Exercise aim - Lines from the material below that hold the string "calculator" are what is needed; copy each of them.

Data to process -
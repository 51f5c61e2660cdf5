//! Discord command implementations organized by category.

#![allow(clippy::too_long_first_doc_paragraph)]

use crate::core::record::Category;

/// General utility commands
pub mod general;

/// Legacy data migration command
pub mod migrate;

/// Product recording, ranking and management commands
pub mod product;

// Export commands
pub use general::*;
pub use migrate::*;
pub use product::*;

/// Category picker shown as a slash command choice.
#[derive(Debug, Clone, Copy, PartialEq, Eq, poise::ChoiceParameter)]
pub enum CategoryChoice {
    /// Toilet paper
    #[name = "Toilet paper"]
    Toilet,
    /// Tissue
    #[name = "Tissue"]
    Tissue,
}

impl From<CategoryChoice> for Category {
    fn from(choice: CategoryChoice) -> Self {
        match choice {
            CategoryChoice::Toilet => Self::Toilet,
            CategoryChoice::Tissue => Self::Tissue,
        }
    }
}
//! Per-user application state and the actions a user can take.
//!
//! A [`Session`] owns the in-memory working set, the active category and the
//! user's store. Every mutating action reports to the user through a
//! [`Notifier`] and returns control normally: input and save problems are shown
//! as messages, and only notifier failures come back as errors.

use crate::{
    core::{
        calculator::{self, Measurement},
        legacy::LegacySource,
        migration::{self, MigrationOutcome},
        normalizer,
        notify::Notifier,
        ranking::{self, Ranking},
        record::{Category, ProductRecord},
        store::ProductStore,
    },
    errors::{Error, Result},
};
use chrono::Utc;
use tracing::{debug, error, info};

/// A new purchase as entered by the user.
#[derive(Debug, Clone, PartialEq)]
pub struct ProductDraft {
    /// Product name
    pub name: String,
    /// Store name, may be empty
    pub store: String,
    /// Total price paid
    pub price: f64,
    /// Free-form note
    pub memo: String,
    /// Category-specific quantity fields
    pub measurement: Measurement,
}

impl ProductDraft {
    /// Validates the draft and builds a canonical record from it.
    ///
    /// # Errors
    /// Returns [`Error::Validation`] for a blank name, a non-positive price, or
    /// quantities the calculator rejects.
    pub fn into_record(self) -> Result<ProductRecord> {
        let name = self.name.trim().to_string();
        if name.is_empty() || !self.price.is_finite() || self.price <= 0.0 {
            return Err(Error::validation("Please enter a product name and price"));
        }

        let derived = calculator::calculate(&self.measurement, self.price)?;

        let mut record = ProductRecord {
            name,
            store: self.store.trim().to_string(),
            price: self.price,
            memo: self.memo.trim().to_string(),
            category: Some(self.measurement.category().as_str().to_string()),
            total_amount: Some(derived.total_amount),
            price_per_unit: Some(derived.price_per_unit),
            unit: Some(derived.unit.as_str().to_string()),
            ..Default::default()
        };
        match self.measurement {
            Measurement::Toilet {
                length,
                multiplier,
                rolls,
            } => {
                record.length = Some(length);
                record.multiplier = Some(multiplier);
                record.rolls = Some(rolls);
            }
            Measurement::Tissue {
                pairs_per_box,
                boxes,
            } => {
                record.pairs_per_box = Some(pairs_per_box);
                record.boxes = Some(boxes);
            }
        }
        Ok(record)
    }
}

/// Changes to an existing record; `None` keeps the current value.
#[derive(Debug, Clone, Default, PartialEq)]
pub struct ProductEdit {
    /// New name
    pub name: Option<String>,
    /// New store
    pub store: Option<String>,
    /// New price
    pub price: Option<f64>,
    /// New memo
    pub memo: Option<String>,
    /// New roll length (toilet)
    pub length: Option<f64>,
    /// New multiplier (toilet)
    pub multiplier: Option<f64>,
    /// New roll count (toilet)
    pub rolls: Option<f64>,
    /// New pairs per box (tissue)
    pub pairs_per_box: Option<f64>,
    /// New box count (tissue)
    pub boxes: Option<f64>,
}

impl ProductEdit {
    /// Merges the edit onto `existing`, producing a draft in the record's category.
    ///
    /// # Errors
    /// Returns [`Error::Validation`] when the existing record has no usable category.
    pub fn merge(&self, existing: &ProductRecord) -> Result<ProductDraft> {
        let measurement = match existing.category() {
            Some(Category::Toilet) => Measurement::Toilet {
                length: self.length.or(existing.length).unwrap_or(0.0),
                multiplier: self.multiplier.or(existing.multiplier).unwrap_or(1.0),
                rolls: self.rolls.or(existing.rolls).unwrap_or(0.0),
            },
            Some(Category::Tissue) => Measurement::Tissue {
                pairs_per_box: self
                    .pairs_per_box
                    .or(existing.pairs_per_box)
                    .or(existing.sheets_per_box)
                    .unwrap_or(0.0),
                boxes: self.boxes.or(existing.boxes).unwrap_or(0.0),
            },
            None => return Err(Error::validation("This product has no category")),
        };

        Ok(ProductDraft {
            name: self.name.clone().unwrap_or_else(|| existing.name.clone()),
            store: self.store.clone().unwrap_or_else(|| existing.store.clone()),
            price: self.price.unwrap_or(existing.price),
            memo: self.memo.clone().unwrap_or_else(|| existing.memo.clone()),
            measurement,
        })
    }
}

/// One user's working state.
#[derive(Debug)]
pub struct Session<S> {
    store: S,
    products: Vec<ProductRecord>,
    category: Category,
}

impl<S: ProductStore> Session<S> {
    /// Loads and normalizes everything in `store`.
    ///
    /// # Errors
    /// Returns the store's error when loading fails.
    pub async fn open(store: S, category: Category) -> Result<Self> {
        let loaded = store.load_all().await?;
        let total = loaded.len();
        let products = normalizer::normalize_all(loaded);
        debug!(
            "Session opened with {} records ({} dropped)",
            products.len(),
            total - products.len()
        );
        Ok(Self {
            store,
            products,
            category,
        })
    }

    /// The backing store.
    pub const fn store(&self) -> &S {
        &self.store
    }

    /// Every record in the working set, in insertion order.
    #[must_use]
    pub fn products(&self) -> &[ProductRecord] {
        &self.products
    }

    /// The category currently being compared.
    #[must_use]
    pub const fn category(&self) -> Category {
        self.category
    }

    /// Switches the category being compared.
    pub const fn set_category(&mut self, category: Category) {
        self.category = category;
    }

    /// Looks up a record by id.
    #[must_use]
    pub fn find(&self, id: i64) -> Option<&ProductRecord> {
        self.products.iter().find(|p| p.id == Some(id))
    }

    /// Ranking of the active category.
    #[must_use]
    pub fn ranking(&self) -> Ranking<'_> {
        ranking::rank(&self.products, self.category)
    }

    /// Distinct, non-blank store names containing `partial` (case-insensitive),
    /// in the order they were first used.
    #[must_use]
    pub fn store_suggestions(&self, partial: &str) -> Vec<String> {
        let partial = partial.to_lowercase();
        let mut stores: Vec<String> = Vec::new();
        for product in &self.products {
            let store = product.store.trim();
            if store.is_empty() || stores.iter().any(|s| s == store) {
                continue;
            }
            if store.to_lowercase().contains(&partial) {
                stores.push(store.to_string());
            }
        }
        stores
    }

    /// Validates, prices and saves a new purchase. Returns the new id, or `None`
    /// when nothing was saved.
    pub async fn add_product<N: Notifier + ?Sized>(
        &mut self,
        draft: ProductDraft,
        notifier: &N,
    ) -> Result<Option<i64>> {
        let mut record = match draft.into_record() {
            Ok(record) => record,
            Err(e) => {
                notifier.toast(&e.to_string()).await?;
                return Ok(None);
            }
        };
        record.registered_at = Some(Utc::now());

        match self.store.save(&record).await {
            Ok(id) => {
                record.id = Some(id);
                info!("Added product {} ({})", id, record.name);
                self.products.push(record);
                notifier.toast("Added ✓").await?;
                Ok(Some(id))
            }
            Err(e) => {
                error!("Failed to save product '{}': {}", record.name, e);
                notifier.toast("Failed to save").await?;
                Ok(None)
            }
        }
    }

    /// Applies an edit, re-running the calculator. Returns whether anything changed.
    pub async fn edit_product<N: Notifier + ?Sized>(
        &mut self,
        id: i64,
        edit: &ProductEdit,
        notifier: &N,
    ) -> Result<bool> {
        let Some(index) = self.products.iter().position(|p| p.id == Some(id)) else {
            notifier.toast("Product not found").await?;
            return Ok(false);
        };

        let existing = &self.products[index];
        let record = match edit.merge(existing).and_then(ProductDraft::into_record) {
            Ok(record) => ProductRecord {
                id: Some(id),
                registered_at: existing.registered_at,
                ..record
            },
            Err(e) => {
                notifier.toast(&e.to_string()).await?;
                return Ok(false);
            }
        };

        if let Err(e) = self.store.update(id, &record).await {
            error!("Failed to update product {}: {}", id, e);
            notifier.toast("Failed to update").await?;
            return Ok(false);
        }

        self.products[index] = record;
        notifier.toast("Updated ✓").await?;
        Ok(true)
    }

    /// Deletes one record after confirmation. Returns whether it was deleted.
    pub async fn delete_product<N: Notifier + ?Sized>(
        &mut self,
        id: i64,
        notifier: &N,
    ) -> Result<bool> {
        let Some(product) = self.find(id) else {
            notifier.toast("Product not found").await?;
            return Ok(false);
        };

        if !notifier
            .confirm(&format!("Delete '{}'?", product.name))
            .await?
        {
            return Ok(false);
        }

        if let Err(e) = self.store.delete(id).await {
            error!("Failed to delete product {}: {}", id, e);
            notifier.toast("Failed to delete").await?;
            return Ok(false);
        }

        self.products.retain(|p| p.id != Some(id));
        notifier.toast("Deleted").await?;
        Ok(true)
    }

    /// Deletes every record of the active category after confirmation. Returns
    /// how many records were removed from the working set.
    pub async fn clear_category<N: Notifier + ?Sized>(&mut self, notifier: &N) -> Result<usize> {
        let category = self.category;
        let count = self.products.iter().filter(|p| p.is_in(category)).count();
        if count == 0 {
            notifier.toast("No products to delete").await?;
            return Ok(0);
        }

        if !notifier
            .confirm(&format!(
                "Delete all {count} {} products?",
                category.display_name()
            ))
            .await?
        {
            return Ok(0);
        }

        if let Err(e) = self.store.delete_by_category(category).await {
            error!("Failed to clear {}: {}", category, e);
            notifier.toast("Failed to delete").await?;
            return Ok(0);
        }

        self.products.retain(|p| !p.is_in(category));
        notifier.toast("Deleted").await?;
        Ok(count)
    }

    /// Runs the legacy migration into this session's store and working set.
    pub async fn migrate_legacy<N: Notifier + ?Sized>(
        &mut self,
        sources: &[&dyn LegacySource],
        notifier: &N,
    ) -> Result<MigrationOutcome> {
        migration::migrate(&self.store, &mut self.products, sources, notifier).await
    }
}

/// Number of legacy records waiting in `sources`.
pub async fn legacy_pending(sources: &[&dyn LegacySource]) -> usize {
    migration::gather(sources).await.records.len()
}
use price_buddy::{
    bot::{self, BotData},
    config,
    errors::{Error, Result},
};
use dotenvy::dotenv;
use std::env;
use tracing::{error, info};
use tracing_subscriber::EnvFilter;

#[tokio::main]
async fn main() -> Result<()> {
    // 1. Initialize tracing (as early as possible)
    tracing_subscriber::fmt()
        .with_env_filter(
            EnvFilter::try_from_default_env().unwrap_or_else(|_| EnvFilter::new("info")),
        )
        .init();

    // 2. Load .env file, non-fatal since env vars can be set externally
    dotenv().ok();
    info!("Attempted to load .env file.");

    // 3. Load settings
    let settings = config::settings::load_default_config()
        .inspect_err(|e| error!("Failed to load settings: {}", e))?;
    info!("Loaded settings: {:?}", settings);

    // 4. Connect to the database and make sure every table exists
    let database = config::database::create_connection()
        .await
        .inspect_err(|e| error!("Failed to connect to database: {}", e))?;
    config::database::create_tables(&database)
        .await
        .inspect(|_| info!("Database initialized successfully."))
        .inspect_err(|e| error!("Failed to create tables: {}", e))?;

    // 5. Run the bot
    let token = env::var("DISCORD_BOT_TOKEN")
        .inspect_err(|e| error!("DISCORD_BOT_TOKEN not found: {}", e))
        .map_err(Error::EnvVar)?;

    bot::run_bot(token, BotData::new(database, settings)).await
}
//! Core business logic - framework-agnostic pricing, normalization, migration and ranking.
//!
//! Nothing in here knows about Discord. Persistence is reached through
//! [`store::ProductStore`] and user interaction through [`notify::Notifier`].

/// Unit-price calculation for each category
pub mod calculator;

/// Legacy local sources awaiting migration
pub mod legacy;

/// One-time migration of legacy records into the store
pub mod migration;

/// Repair of records written by older schema versions
pub mod normalizer;

/// Toasts, alerts and confirmation prompts
pub mod notify;

/// Cheapest-first ranking within a category
pub mod ranking;

/// The product record and its categories
pub mod record;

/// Per-user working state and user actions
pub mod session;

/// Authoritative product storage
pub mod store;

Finished task -
        calculator::{self, Measurement},
    /// quantities the calculator rejects.
        let derived = calculator::calculate(&self.measurement, self.price)?;
    /// Applies an edit, re-running the calculator. Returns whether anything changed.
pub mod calculator;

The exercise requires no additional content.